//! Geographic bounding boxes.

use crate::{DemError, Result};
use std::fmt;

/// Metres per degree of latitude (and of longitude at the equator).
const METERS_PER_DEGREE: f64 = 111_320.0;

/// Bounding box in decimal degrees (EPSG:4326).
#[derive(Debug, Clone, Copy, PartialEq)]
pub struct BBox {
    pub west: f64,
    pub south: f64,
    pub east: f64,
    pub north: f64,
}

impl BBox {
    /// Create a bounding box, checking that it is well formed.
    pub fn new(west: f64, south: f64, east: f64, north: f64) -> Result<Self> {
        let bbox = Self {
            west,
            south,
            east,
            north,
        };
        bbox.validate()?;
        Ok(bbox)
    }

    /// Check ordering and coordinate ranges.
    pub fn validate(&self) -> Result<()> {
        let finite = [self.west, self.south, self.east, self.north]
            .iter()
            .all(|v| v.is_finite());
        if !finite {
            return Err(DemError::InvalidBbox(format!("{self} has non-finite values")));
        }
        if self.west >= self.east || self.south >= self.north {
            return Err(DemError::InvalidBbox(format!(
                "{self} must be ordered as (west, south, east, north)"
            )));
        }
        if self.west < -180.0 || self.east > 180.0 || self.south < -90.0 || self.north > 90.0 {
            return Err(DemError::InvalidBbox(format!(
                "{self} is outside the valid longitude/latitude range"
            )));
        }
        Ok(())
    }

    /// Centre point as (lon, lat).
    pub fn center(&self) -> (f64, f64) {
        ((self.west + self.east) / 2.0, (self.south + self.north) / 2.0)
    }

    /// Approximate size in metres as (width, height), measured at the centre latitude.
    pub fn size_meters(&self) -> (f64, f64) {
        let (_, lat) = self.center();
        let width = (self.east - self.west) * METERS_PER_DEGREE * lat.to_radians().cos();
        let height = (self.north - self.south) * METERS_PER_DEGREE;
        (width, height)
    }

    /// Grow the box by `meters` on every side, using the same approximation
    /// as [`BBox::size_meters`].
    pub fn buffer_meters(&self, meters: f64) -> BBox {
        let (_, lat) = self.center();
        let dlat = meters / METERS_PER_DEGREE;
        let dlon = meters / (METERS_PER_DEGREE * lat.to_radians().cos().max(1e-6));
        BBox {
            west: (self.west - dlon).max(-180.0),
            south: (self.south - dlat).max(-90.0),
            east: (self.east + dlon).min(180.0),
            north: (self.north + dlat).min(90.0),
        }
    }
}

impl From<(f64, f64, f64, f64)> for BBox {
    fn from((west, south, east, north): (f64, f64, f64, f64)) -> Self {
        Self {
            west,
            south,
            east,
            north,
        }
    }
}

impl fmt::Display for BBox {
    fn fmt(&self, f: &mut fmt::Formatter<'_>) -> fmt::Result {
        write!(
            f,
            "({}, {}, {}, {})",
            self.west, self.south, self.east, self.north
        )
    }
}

---

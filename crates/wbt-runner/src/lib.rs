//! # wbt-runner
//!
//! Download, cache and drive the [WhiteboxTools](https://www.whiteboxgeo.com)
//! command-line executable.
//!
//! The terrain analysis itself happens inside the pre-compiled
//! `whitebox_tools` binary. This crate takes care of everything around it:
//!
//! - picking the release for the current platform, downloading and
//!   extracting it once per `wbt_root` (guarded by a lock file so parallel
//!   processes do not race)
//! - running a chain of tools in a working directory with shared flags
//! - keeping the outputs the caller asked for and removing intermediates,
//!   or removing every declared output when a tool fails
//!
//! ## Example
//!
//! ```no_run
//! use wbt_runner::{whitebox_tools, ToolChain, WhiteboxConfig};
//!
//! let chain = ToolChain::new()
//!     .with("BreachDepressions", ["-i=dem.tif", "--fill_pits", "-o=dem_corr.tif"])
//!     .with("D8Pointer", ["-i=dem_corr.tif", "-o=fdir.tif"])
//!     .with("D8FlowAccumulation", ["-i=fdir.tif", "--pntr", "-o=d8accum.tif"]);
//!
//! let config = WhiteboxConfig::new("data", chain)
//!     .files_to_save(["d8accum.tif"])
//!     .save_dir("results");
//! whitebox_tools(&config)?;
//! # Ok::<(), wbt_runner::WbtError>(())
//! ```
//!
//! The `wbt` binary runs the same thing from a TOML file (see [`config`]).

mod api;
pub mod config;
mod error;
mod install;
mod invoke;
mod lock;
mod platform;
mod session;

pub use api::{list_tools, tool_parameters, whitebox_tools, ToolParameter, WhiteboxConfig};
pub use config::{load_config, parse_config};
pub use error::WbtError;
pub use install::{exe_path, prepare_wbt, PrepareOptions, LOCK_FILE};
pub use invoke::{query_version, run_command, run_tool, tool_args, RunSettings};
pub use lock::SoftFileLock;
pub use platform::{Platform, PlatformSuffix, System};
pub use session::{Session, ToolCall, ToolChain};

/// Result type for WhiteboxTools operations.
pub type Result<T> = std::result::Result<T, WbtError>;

==

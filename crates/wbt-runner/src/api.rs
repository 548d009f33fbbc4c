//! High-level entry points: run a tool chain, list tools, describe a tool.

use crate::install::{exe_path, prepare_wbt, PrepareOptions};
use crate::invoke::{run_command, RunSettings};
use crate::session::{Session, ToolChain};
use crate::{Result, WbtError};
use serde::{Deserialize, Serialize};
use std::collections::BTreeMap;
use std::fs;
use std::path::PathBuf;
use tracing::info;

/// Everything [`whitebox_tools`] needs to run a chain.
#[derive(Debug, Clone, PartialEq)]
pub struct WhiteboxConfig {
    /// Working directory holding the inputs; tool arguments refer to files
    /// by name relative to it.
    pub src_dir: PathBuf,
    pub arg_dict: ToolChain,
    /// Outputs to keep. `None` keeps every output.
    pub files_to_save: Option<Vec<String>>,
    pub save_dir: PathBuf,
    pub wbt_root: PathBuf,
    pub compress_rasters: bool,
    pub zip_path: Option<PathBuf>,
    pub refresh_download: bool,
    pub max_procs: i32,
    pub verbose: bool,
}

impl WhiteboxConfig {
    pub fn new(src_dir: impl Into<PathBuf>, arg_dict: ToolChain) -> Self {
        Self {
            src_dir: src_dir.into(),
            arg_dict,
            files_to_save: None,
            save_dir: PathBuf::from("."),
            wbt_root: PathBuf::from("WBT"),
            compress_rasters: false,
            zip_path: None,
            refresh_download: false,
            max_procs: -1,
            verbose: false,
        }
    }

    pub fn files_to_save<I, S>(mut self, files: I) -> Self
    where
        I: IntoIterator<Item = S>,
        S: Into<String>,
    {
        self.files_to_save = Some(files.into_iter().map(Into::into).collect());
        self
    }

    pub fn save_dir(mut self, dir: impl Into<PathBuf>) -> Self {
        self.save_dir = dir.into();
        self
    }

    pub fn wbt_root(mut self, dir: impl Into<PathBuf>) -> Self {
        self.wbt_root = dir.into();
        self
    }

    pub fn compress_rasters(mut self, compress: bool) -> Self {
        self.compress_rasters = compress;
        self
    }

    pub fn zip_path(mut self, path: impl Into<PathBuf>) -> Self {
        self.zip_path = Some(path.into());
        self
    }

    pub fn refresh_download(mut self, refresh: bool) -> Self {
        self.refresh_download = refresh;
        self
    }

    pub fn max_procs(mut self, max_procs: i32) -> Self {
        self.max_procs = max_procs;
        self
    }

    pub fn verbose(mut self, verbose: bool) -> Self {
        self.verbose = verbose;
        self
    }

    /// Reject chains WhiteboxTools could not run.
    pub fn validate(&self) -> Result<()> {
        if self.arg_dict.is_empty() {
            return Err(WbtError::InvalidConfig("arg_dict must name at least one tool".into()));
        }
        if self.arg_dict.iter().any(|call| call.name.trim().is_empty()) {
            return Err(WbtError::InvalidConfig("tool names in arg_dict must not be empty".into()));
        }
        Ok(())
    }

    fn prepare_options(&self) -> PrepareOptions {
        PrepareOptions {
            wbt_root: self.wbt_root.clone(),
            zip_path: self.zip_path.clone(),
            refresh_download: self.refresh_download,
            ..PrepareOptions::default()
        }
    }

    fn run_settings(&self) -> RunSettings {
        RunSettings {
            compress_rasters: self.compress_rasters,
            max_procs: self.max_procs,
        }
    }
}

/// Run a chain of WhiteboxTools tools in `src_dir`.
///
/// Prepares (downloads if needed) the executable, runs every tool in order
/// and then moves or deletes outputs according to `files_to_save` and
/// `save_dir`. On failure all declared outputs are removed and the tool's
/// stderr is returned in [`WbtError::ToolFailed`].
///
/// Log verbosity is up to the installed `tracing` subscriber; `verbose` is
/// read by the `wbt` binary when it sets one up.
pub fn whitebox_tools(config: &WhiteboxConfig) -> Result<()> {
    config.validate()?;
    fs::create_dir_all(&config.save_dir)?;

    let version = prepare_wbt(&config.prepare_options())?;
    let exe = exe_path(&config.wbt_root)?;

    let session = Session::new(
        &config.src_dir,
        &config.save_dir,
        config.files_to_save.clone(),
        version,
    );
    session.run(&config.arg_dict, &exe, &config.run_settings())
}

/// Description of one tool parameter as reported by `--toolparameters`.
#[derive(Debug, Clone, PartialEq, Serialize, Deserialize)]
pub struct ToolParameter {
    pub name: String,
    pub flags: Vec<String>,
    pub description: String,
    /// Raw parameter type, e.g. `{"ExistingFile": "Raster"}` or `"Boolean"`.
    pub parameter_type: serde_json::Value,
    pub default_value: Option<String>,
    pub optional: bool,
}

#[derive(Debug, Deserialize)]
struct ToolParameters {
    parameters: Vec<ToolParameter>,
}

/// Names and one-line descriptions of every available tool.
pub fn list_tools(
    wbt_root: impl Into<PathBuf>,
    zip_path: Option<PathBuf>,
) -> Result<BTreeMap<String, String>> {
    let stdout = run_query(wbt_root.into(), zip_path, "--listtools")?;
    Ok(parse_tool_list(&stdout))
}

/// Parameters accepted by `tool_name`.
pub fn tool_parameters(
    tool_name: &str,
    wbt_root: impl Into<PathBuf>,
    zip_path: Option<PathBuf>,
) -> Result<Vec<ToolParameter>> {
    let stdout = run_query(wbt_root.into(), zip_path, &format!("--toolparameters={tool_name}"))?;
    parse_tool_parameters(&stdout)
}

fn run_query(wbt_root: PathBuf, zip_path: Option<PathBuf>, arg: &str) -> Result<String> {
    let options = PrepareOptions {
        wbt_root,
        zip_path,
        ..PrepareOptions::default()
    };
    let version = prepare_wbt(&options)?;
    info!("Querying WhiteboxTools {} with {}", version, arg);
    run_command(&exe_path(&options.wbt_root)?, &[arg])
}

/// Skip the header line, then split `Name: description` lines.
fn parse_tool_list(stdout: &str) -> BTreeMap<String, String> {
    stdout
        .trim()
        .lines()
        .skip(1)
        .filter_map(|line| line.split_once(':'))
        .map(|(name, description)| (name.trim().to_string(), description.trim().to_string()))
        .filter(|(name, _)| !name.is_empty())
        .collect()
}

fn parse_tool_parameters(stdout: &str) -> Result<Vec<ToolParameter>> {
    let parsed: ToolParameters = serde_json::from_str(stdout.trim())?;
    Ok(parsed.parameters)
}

# What to produce
On how many lines of the listing does the string "declared" appear? Only the number should be given.

# Result
2